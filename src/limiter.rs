//! Sliding-window rate limiter.
//!
//! Enforces per-second and per-minute admission caps by keeping an ordered
//! window of admission timestamps. One limiter belongs to exactly one engine
//! instance; two engines targeting the same upstream API do not share a
//! budget and must be configured conservatively.

use std::collections::VecDeque;
use std::time::{Duration, Instant};
use tokio::sync::Mutex;
use tokio::time::sleep;

const SECOND_WINDOW: Duration = Duration::from_secs(1);
const MINUTE_WINDOW: Duration = Duration::from_secs(60);

/// Small slack added to computed waits so a re-check lands after the oldest
/// offending admission has actually left its window.
const WAIT_BUFFER: Duration = Duration::from_millis(10);

/// Sliding-window admission control over trailing 1 s and 60 s windows.
///
/// [`acquire`](RateLimiter::acquire) suspends the caller until one more
/// admission would not violate either cap. There is no fairness ordering
/// among simultaneously waiting callers.
#[derive(Debug)]
pub struct RateLimiter {
    per_second: usize,
    per_minute: usize,
    admissions: Mutex<VecDeque<Instant>>,
}

impl RateLimiter {
    /// Create a limiter with the given per-second and per-minute caps.
    pub fn new(per_second: usize, per_minute: usize) -> Self {
        Self {
            per_second,
            per_minute,
            admissions: Mutex::new(VecDeque::new()),
        }
    }

    /// Suspend until an admission is available, then record it.
    ///
    /// Capacity can free earlier or later than predicted under contention,
    /// so this loops: compute the minimal wait until the oldest offending
    /// timestamp expires, sleep, re-check.
    pub async fn acquire(&self) {
        loop {
            let wait = {
                let mut admissions = self.admissions.lock().await;
                let now = Instant::now();
                Self::prune(&mut admissions, now);

                match self.next_free_in(&admissions, now) {
                    None => {
                        admissions.push_back(now);
                        return;
                    }
                    Some(wait) => wait + WAIT_BUFFER,
                }
            };

            tracing::trace!("rate limiter saturated, waiting {:?}", wait);
            sleep(wait).await;
        }
    }

    /// Admissions recorded within the trailing 60 second window.
    pub async fn requests_per_minute(&self) -> usize {
        let mut admissions = self.admissions.lock().await;
        Self::prune(&mut admissions, Instant::now());
        admissions.len()
    }

    /// Drop timestamps older than the minute window.
    fn prune(admissions: &mut VecDeque<Instant>, now: Instant) {
        while let Some(oldest) = admissions.front() {
            if now.duration_since(*oldest) >= MINUTE_WINDOW {
                admissions.pop_front();
            } else {
                break;
            }
        }
    }

    /// `None` if an admission fits right now, otherwise the minimal wait
    /// until the oldest offending admission leaves its window.
    fn next_free_in(&self, admissions: &VecDeque<Instant>, now: Instant) -> Option<Duration> {
        let mut wait: Option<Duration> = None;

        let in_second = admissions
            .iter()
            .rev()
            .take_while(|t| now.duration_since(**t) < SECOND_WINDOW)
            .count();
        if in_second >= self.per_second {
            // Oldest admission still inside the 1s window blocks us.
            let oldest = admissions[admissions.len() - in_second];
            wait = Some(SECOND_WINDOW - now.duration_since(oldest));
        }

        if admissions.len() >= self.per_minute {
            let oldest = admissions[admissions.len() - self.per_minute];
            let minute_wait = MINUTE_WINDOW - now.duration_since(oldest);
            wait = Some(wait.map_or(minute_wait, |w| w.max(minute_wait)));
        }

        wait
    }
}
—————
TASK ITEM – In the entries above, which lines hold the word "Some"? Copy them out.

REPLY TO THE EXERCISE –
                    Some(wait) => wait + WAIT_BUFFER,
        while let Some(oldest) = admissions.front() {
            wait = Some(SECOND_WINDOW - now.duration_since(oldest));
            wait = Some(wait.map_or(minute_wait, |w| w.max(minute_wait)));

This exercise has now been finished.